Mutual Nearest Neighbours Merging of scRNA-Seq Data Sets
Laleh Haghverdi1, Michael Morgan2, Aaron Lun3, John Marioni1,3*
1EMBL-European Bioinformatics Institute (EMBL-EBI), Wellcome Genome Campus, Cambridge CB10 1SD, UK; 2Wellcome Trust Sanger Institute, Wellcome Genome Campus, Cambridge CB10 1SA, UK; 3Cancer Research UK Cambridge Institute, University of Cambridge, Cambridge CB2 0RE, UK
The Human Cell Atlas, and other similar projects, are proposing to apply single-cell RNA-sequencing to study the transcriptomes of millions of cells. Inevitably, such projects will generate data in multiple laboratories, each of which might use a different experimental technology, as well as distinct cell dissociation and handling protocols. A key challenge therefore is to robustly combine these different datasets. The ability to merge measurements from different laboratories could avoid repeating experiments across multiple sites as well as enhancing the ability to compare and contrast a wide variety of cell types.

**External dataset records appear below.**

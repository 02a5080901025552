use serde::{Deserialize, Serialize};

/// The agent's registered identity with the risk service.
///
/// Created empty, populated once by registration, read on every login.
/// Persisted as a single document so the returned fields land atomically.
#[derive(Debug, Clone, Serialize, Deserialize)]
pub struct AgentCredentials {
    pub agent_id: String,
    /// Symmetric key, base64.
    pub key: String,
    /// Key material returned alongside the key, base64. Bound into the
    /// payload envelope as associated data.
    pub iv: String,
    pub org_id: String,
    pub auth_group_id: String,
    pub service_name: String,
    /// Locally derived random salt, kept for future use.
    pub salt: String,
    /// Whether reverse DNS resolution is expected for this agent.
    pub reverse_dns: bool,
}

impl AgentCredentials {
    /// Registration is complete once a symmetric key is present.
    pub fn is_registered(&self) -> bool {
        !self.key.is_empty() && !self.agent_id.is_empty()
    }
}
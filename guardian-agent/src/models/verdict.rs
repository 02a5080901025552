use serde::{Deserialize, Serialize};

/// The risk service's decision for a login attempt.
///
/// Anything the service returns that is not `BLOCK` lets the session
/// continue.
#[derive(Debug, Clone, PartialEq, Eq)]
pub enum Verdict {
    Allow,
    Block,
    Other(String),
}

impl Verdict {
    pub fn is_block(&self) -> bool {
        matches!(self, Verdict::Block)
    }
}

impl From<&str> for Verdict {
    fn from(s: &str) -> Self {
        match s.to_ascii_uppercase().as_str() {
            "ALLOW" | "ACCEPT" => Verdict::Allow,
            "BLOCK" => Verdict::Block,
            _ => Verdict::Other(s.to_string()),
        }
    }
}

impl std::fmt::Display for Verdict {
    fn fmt(&self, f: &mut std::fmt::Formatter<'_>) -> std::fmt::Result {
        match self {
            Verdict::Allow => write!(f, "ALLOW"),
            Verdict::Block => write!(f, "BLOCK"),
            Verdict::Other(s) => write!(f, "{}", s),
        }
    }
}

impl Serialize for Verdict {
    fn serialize<S: serde::Serializer>(&self, serializer: S) -> Result<S::Ok, S::Error> {
        serializer.serialize_str(&self.to_string())
    }
}

impl<'de> Deserialize<'de> for Verdict {
    fn deserialize<D: serde::Deserializer<'de>>(deserializer: D) -> Result<Self, D::Error> {
        let s = String::deserialize(deserializer)?;
        Ok(Verdict::from(s.as_str()))
    }
}

#[cfg(test)]
mod tests {
    use super::*;

    #[test]
    fn only_block_blocks() {
        assert!(Verdict::from("BLOCK").is_block());
        assert!(!Verdict::from("ALLOW").is_block());
        assert!(!Verdict::from("REVIEW").is_block());
        assert!(!Verdict::from("").is_block());
    }

    #[test]
    fn verdict_parsing_is_case_insensitive() {
        assert_eq!(Verdict::from("block"), Verdict::Block);
        assert_eq!(Verdict::from("Allow"), Verdict::Allow);
    }
}
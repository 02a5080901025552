//! Scheduled registration task.
//!
//! Runs until the agent holds a key; a failed attempt leaves the store
//! untouched, so the next tick simply retries.

use crate::hook::{LoginGuard, SyncOutcome};
use std::sync::Arc;
use std::time::Duration;
use tokio::time::MissedTickBehavior;

pub async fn run_sync_loop(guard: Arc<LoginGuard>) {
    let period = Duration::from_secs(guard.config().remote.sync_interval_seconds);
    let mut ticker = tokio::time::interval(period);
    ticker.set_missed_tick_behavior(MissedTickBehavior::Delay);

    loop {
        ticker.tick().await;

        match guard.on_scheduled_tick().await {
            Ok(SyncOutcome::Registered) => {
                tracing::info!("Registration complete");
            }
            Ok(SyncOutcome::AlreadyRegistered) => {
                tracing::trace!("Agent already registered, nothing to do");
            }
            Err(e) => {
                tracing::error!(error = %e, "Registration attempt failed, will retry");
            }
        }
    }
}
//! Notification template rendering.
//!
//! Templates carry literal placeholder tokens that are substituted from the
//! event; leftover empty bracket artifacts from unfilled tokens are stripped
//! afterwards. Rendering is a pure function of its inputs.

use crate::models::ThreatEvent;
use chrono::{TimeZone, Utc};

/// Field values substituted into a template.
#[derive(Debug, Clone, Default)]
pub struct EventFields {
    pub ip: String,
    pub ip_reverse: String,
    pub city: String,
    pub user_agent: String,
    pub system: String,
    pub date: String,
    pub time: String,
}

impl EventFields {
    /// Extract fields from an event, formatting the timestamp with the
    /// configured date and time formats.
    pub fn from_event(event: &ThreatEvent, date_format: &str, time_format: &str) -> Self {
        let (date, time) = match Utc.timestamp_opt(event.time, 0).single() {
            Some(ts) => (
                ts.format(date_format).to_string(),
                ts.format(time_format).to_string(),
            ),
            None => (String::new(), String::new()),
        };

        Self {
            ip: event.ip.clone(),
            ip_reverse: event.ip_reverse.clone(),
            city: event.city.clone(),
            user_agent: event.user_agent.clone(),
            system: event.system.clone(),
            date,
            time,
        }
    }
}

/// Substitute the placeholder tokens and strip leftover `[]` / `()`
/// artifacts from unfilled neighbours.
pub fn render(template: &str, fields: &EventFields) -> String {
    let rendered = template
        .replace("[IP]", &fields.ip)
        .replace("[IP_REVERSE]", &fields.ip_reverse)
        .replace("[CITY]", &fields.city)
        .replace("[USER_AGENT]", &fields.user_agent)
        .replace("[SYSTEM]", &fields.system)
        .replace("[DATE]", &fields.date)
        .replace("[TIME]", &fields.time);

    rendered.replace("[]", "").replace("()", "")
}

#[cfg(test)]
mod tests {
    use super::*;

    fn fields() -> EventFields {
        EventFields {
            ip: "1.2.3.4".to_string(),
            ip_reverse: "host.example.net".to_string(),
            city: "Lisbon".to_string(),
            user_agent: "Mozilla/5.0".to_string(),
            system: "desktop".to_string(),
            date: "2026-08-08".to_string(),
            time: "14:05:00".to_string(),
        }
    }

    #[test]
    fn substitutes_all_tokens() {
        let out = render(
            "From [IP] ([IP_REVERSE]) in [CITY] via [USER_AGENT] on [SYSTEM] at [DATE] [TIME]",
            &fields(),
        );
        assert_eq!(
            out,
            "From 1.2.3.4 (host.example.net) in Lisbon via Mozilla/5.0 on desktop at 2026-08-08 14:05:00"
        );
        assert!(!out.contains('['));
    }

    #[test]
    fn rendering_is_idempotent() {
        let once = render("Login from [IP] at [TIME]", &fields());
        let twice = render(&once, &fields());
        assert_eq!(once, twice);
    }

    #[test]
    fn strips_leftover_artifacts() {
        let mut empty = fields();
        empty.ip_reverse = String::new();
        empty.city = String::new();

        let out = render("From [IP] ([IP_REVERSE]) in [CITY][]", &empty);
        assert_eq!(out, "From 1.2.3.4  in ");
        assert!(!out.contains("()"));
        assert!(!out.contains("[]"));
    }

    #[test]
    fn token_order_does_not_matter() {
        let a = render("[TIME] [IP]", &fields());
        let b = render("[IP] [TIME]", &fields());
        assert_eq!(a, "14:05:00 1.2.3.4");
        assert_eq!(b, "1.2.3.4 14:05:00");
    }

    #[test]
    fn formats_event_timestamp() {
        let event = crate::models::ThreatEvent {
            user_hash: "h".to_string(),
            time: 1754659500,
            ip: "1.2.3.4".to_string(),
            ip_reverse: String::new(),
            city: String::new(),
            user_agent: String::new(),
            system: String::new(),
        };

        let f = EventFields::from_event(&event, "%Y-%m-%d", "%H:%M:%S");
        assert_eq!(f.date, "2025-08-08");
        assert_eq!(f.time, "13:25:00");
    }
}
use crate::config::NotifyConfig;
use crate::models::ThreatEvent;
use crate::services::mailer::{Mailer, OutgoingMail};
use crate::services::store::AgentStore;
use crate::services::template::{render, EventFields};
use agent_core::error::AppError;
use std::sync::Arc;

/// Delivery report for one processed event.
#[derive(Debug, Clone, PartialEq, Eq)]
pub struct EventReceipt {
    pub user_mail_sent: bool,
    pub support_copy_sent: bool,
}

/// Turns threat events from the risk service into user notifications.
pub struct EventProcessor {
    store: Arc<dyn AgentStore>,
    mailer: Arc<dyn Mailer>,
    notify: NotifyConfig,
}

impl EventProcessor {
    pub fn new(store: Arc<dyn AgentStore>, mailer: Arc<dyn Mailer>, notify: NotifyConfig) -> Self {
        Self {
            store,
            mailer,
            notify,
        }
    }

    /// Fails with `UnknownUserHash` when no local account matches; callers
    /// drop the event rather than crash on it.
    pub async fn process_event(&self, event: &ThreatEvent) -> Result<EventReceipt, AppError> {
        let link = self
            .store
            .find_user_by_hash(&event.user_hash)
            .await?
            .ok_or_else(|| {
                tracing::warn!(
                    user_hash = %event.user_hash,
                    "No local user for event hash"
                );
                AppError::UnknownUserHash(event.user_hash.clone())
            })?;

        let fields = EventFields::from_event(
            event,
            &self.notify.date_format,
            &self.notify.time_format,
        );
        let body_text = render(&self.notify.email_text, &fields);
        let body_html = render(&self.notify.email_html, &fields);

        let mut user_mail_sent = false;
        if self.notify.test_mode {
            tracing::info!(
                username = %link.username,
                "Test mode: skipping user notification"
            );
        } else {
            let mail = OutgoingMail {
                to: link.email.clone(),
                subject: self.notify.email_subject.clone(),
                body_text: body_text.clone(),
                body_html: body_html.clone(),
            };
            match self.mailer.send(&mail).await {
                Ok(()) => user_mail_sent = true,
                Err(e) => {
                    tracing::error!(
                        error = %e,
                        username = %link.username,
                        "Failed to notify user of threat event"
                    );
                }
            }
        }

        let mut support_copy_sent = false;
        if let Some(support_addr) = &self.notify.support_addr {
            let mail = OutgoingMail {
                to: support_addr.clone(),
                subject: format!("{} (user {})", self.notify.email_subject, link.username),
                body_text,
                body_html,
            };
            match self.mailer.send(&mail).await {
                Ok(()) => support_copy_sent = true,
                Err(e) => {
                    tracing::error!(
                        error = %e,
                        support_addr = %support_addr,
                        "Failed to send support copy of threat event"
                    );
                }
            }
        }

        tracing::info!(
            username = %link.username,
            user_mail_sent,
            support_copy_sent,
            "Processed threat event"
        );

        Ok(EventReceipt {
            user_mail_sent,
            support_copy_sent,
        })
    }
}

However, the ability to do this is confounded by unwanted variation in the noisy high throughput single-cell measurements that can differ from day-to-day, laboratory-to-laboratory, individual-to-individual and platform-to-platform. The task of disentanglement between the signal of interest (when it is not a priori known) from the unwanted variation is generally difficult for such high-dimensional and noisy data, nonetheless it is resolvable for few specific scenarios. We study the scenario where each data set shares one or more subpopulations of cells with at least one other data set. We propose a new method for identification of the shared subpopulations based on mutual nearest neighbouring cells search. We subsequently use those shared subpopulations for learning and correcting the unwanted variation among different data sets.